In the Python 3 transition, we had to make a choice regarding whether we treated the JSON module as a text transform (with load[s] reading Unicode code points and dump[s] producing them), or as a text encoding (with load[s] reading binary sequences and dump[s] producing them).

To minimise the changes to the module API, the decision was made to treat it as a text transform, with the text encoding handled externally.

This API design decision doesn't appear to have worked out that well in the web development context, since JSON is typically encountered as a UTF-8 encoded wire protocol, not as already decoded text.

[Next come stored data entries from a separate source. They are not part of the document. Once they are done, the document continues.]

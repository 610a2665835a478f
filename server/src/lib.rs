//! # Trivia Server Library
//!
//! This library implements the server side of a turn-based multiplayer
//! trivia game. Players connect over TCP, are matched into sessions and then
//! take turns answering the sub-questions of one topic per round. A wrong
//! answer knocks a player out of the round; the first player to collect
//! enough points over several rounds wins.
//!
//! ## Core Responsibilities
//!
//! ### Matchmaking
//! Incoming players either join a quick two player online game or a friend
//! game identified by a short code. Lobbies that do not fill up within the
//! matchmaking window expire and their players are disconnected.
//!
//! ### Turn Sequencing
//! Each round walks its players round-robin. The server tells every player
//! who is on move, waits for that player's answer under a deadline and
//! broadcasts the result, personalized per recipient.
//!
//! ### Failure Handling
//! Timeouts, I/O errors and protocol violations are all folded into the
//! same disconnect answer, so game logic has one failure path only. A broken
//! connection never stops the rest of the session.
//!
//! ## Architecture Design
//!
//! ### Task per Concern
//! - **Connection**: one task per socket moving lines in and out and
//!   enforcing receive deadlines
//! - **Player actor**: one task per socket decoding join requests and answers
//! - **Session**: one task per running game, the only writer of game state
//! - **Lobby reaper**: one task sweeping expired lobbies
//!
//! All of them talk over unbounded channels. The matchmaking registry is the
//! only shared state and sits behind a single async mutex.
//!
//! ### Line-Based JSON Protocol
//! Every message is one JSON object per line, tagged with its `type`. The
//! message definitions and the codec live in the `shared` crate.
//!
//! ## Module Organization
//!
//! ### Connection Module (`connection`)
//! - Buffered line I/O over any async stream
//! - Receive deadlines armed by the owner
//!
//! ### Player Module (`player`)
//! - Per-player scores and inactivity accounting
//! - The actor translating lines into join requests and answers
//!
//! ### Round and Game Modules (`round`, `game`)
//! - Turn order, elimination and scoring within a question
//! - Lobby bookkeeping, evaluation and game over detection
//!
//! ### Session and Manager Modules (`session`, `game_manager`)
//! - The supervisor driving one game to its end
//! - The registry matching players to lobbies
//!
//! ### Question Module (`questions`)
//! - Loading question files and drawing them at random
//!
//! ## Usage Example
//!
//! ```rust,no_run
//! use server::game_manager::GameManager;
//! use server::network::Server;
//! use server::questions::{DirectorySource, QuestionPool};
//! use std::sync::Arc;
//!
//! #[tokio::main]
//! async fn main() -> Result<(), Box<dyn std::error::Error + Send + Sync>> {
//!     let pool = Arc::new(QuestionPool::new(DirectorySource::new("questions")));
//!     let manager = GameManager::new(pool);
//!
//!     let mut server = Server::bind("127.0.0.1:4444", manager).await?;
//!     server.run().await?;
//!
//!     Ok(())
//! }
//! ```

pub mod connection;
pub mod game;
pub mod game_manager;
pub mod network;
pub mod player;
pub mod questions;
pub mod round;
pub mod session;
pub mod utils;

It also makes the module inconsistent with most of the other modules that offer "dumps" APIs, as those *are* specifically about wire protocols (Python 3.4):

>>> import json, marshal, pickle, plistlib, xmlrpc.client
>>> json.dumps('hello')
'"hello"'
>>> marshal.dumps('hello')
b'\xda\x05hello'
>>> pickle.dumps('hello')
b'\x80\x03X\x05\x00\x00\x00helloq\x00.'
>>> plistlib.dumps('hello')
b'<?xml version="1.0" encoding="UTF-8"?>\n<!DOCTYPE plist PUBLIC "-//Apple//DTD PLIST 1.0//EN" "http://www.apple.com/DTDs/PropertyList-1.0.dtd">\n<plist version="1.0">\n<string>hello</string>\n</plist>\n'

The only module with a dumps function that (like the json module) returns a string, is the XML-RPC client module:

>>> xmlrpc.client.dumps(('hello',))
'<params>\n<param>\n<value><string>hello</string></value>\n</param>\n</params>\n'

And that's nonsensical, since that XML-RPC API *accepts an encoding argument*, which it now silently ignores:

>>> xmlrpc.client.dumps(('hello',), encoding='utf-8')
'<params>\n<param>\n<value><string>hello</string></value>\n</param>\n</params>\n'
>>> xmlrpc.client.dumps(('hello',), encoding='utf-16')
'<params>\n<param>\n<value><string>hello</string></value>\n</param>\n</params>\n'

I now believe that an "encoding" parameter should have been added to the json.dump API in the Py3k transition (defaulting to UTF-8), allowing all of the dump/load APIs in the standard library to be consistently about converting to and from a binary wire protocol.

Unfortunately, I don't have a solution to offer at this point (since backwards compatibility concerns rule out the simple solution of just changing the return type). I just wanted to get it on record as a problem (and internal inconsistency within the standard library for dump/load protocols) with the current API.

ncoghlan commented 10 years ago

The other simple solution would be to add \<name>b variants of the affected APIs. That's a bit ugly though, especially since it still has the problem of making it difficult to write correct cross-version code (although that problem is likely to exist regardless)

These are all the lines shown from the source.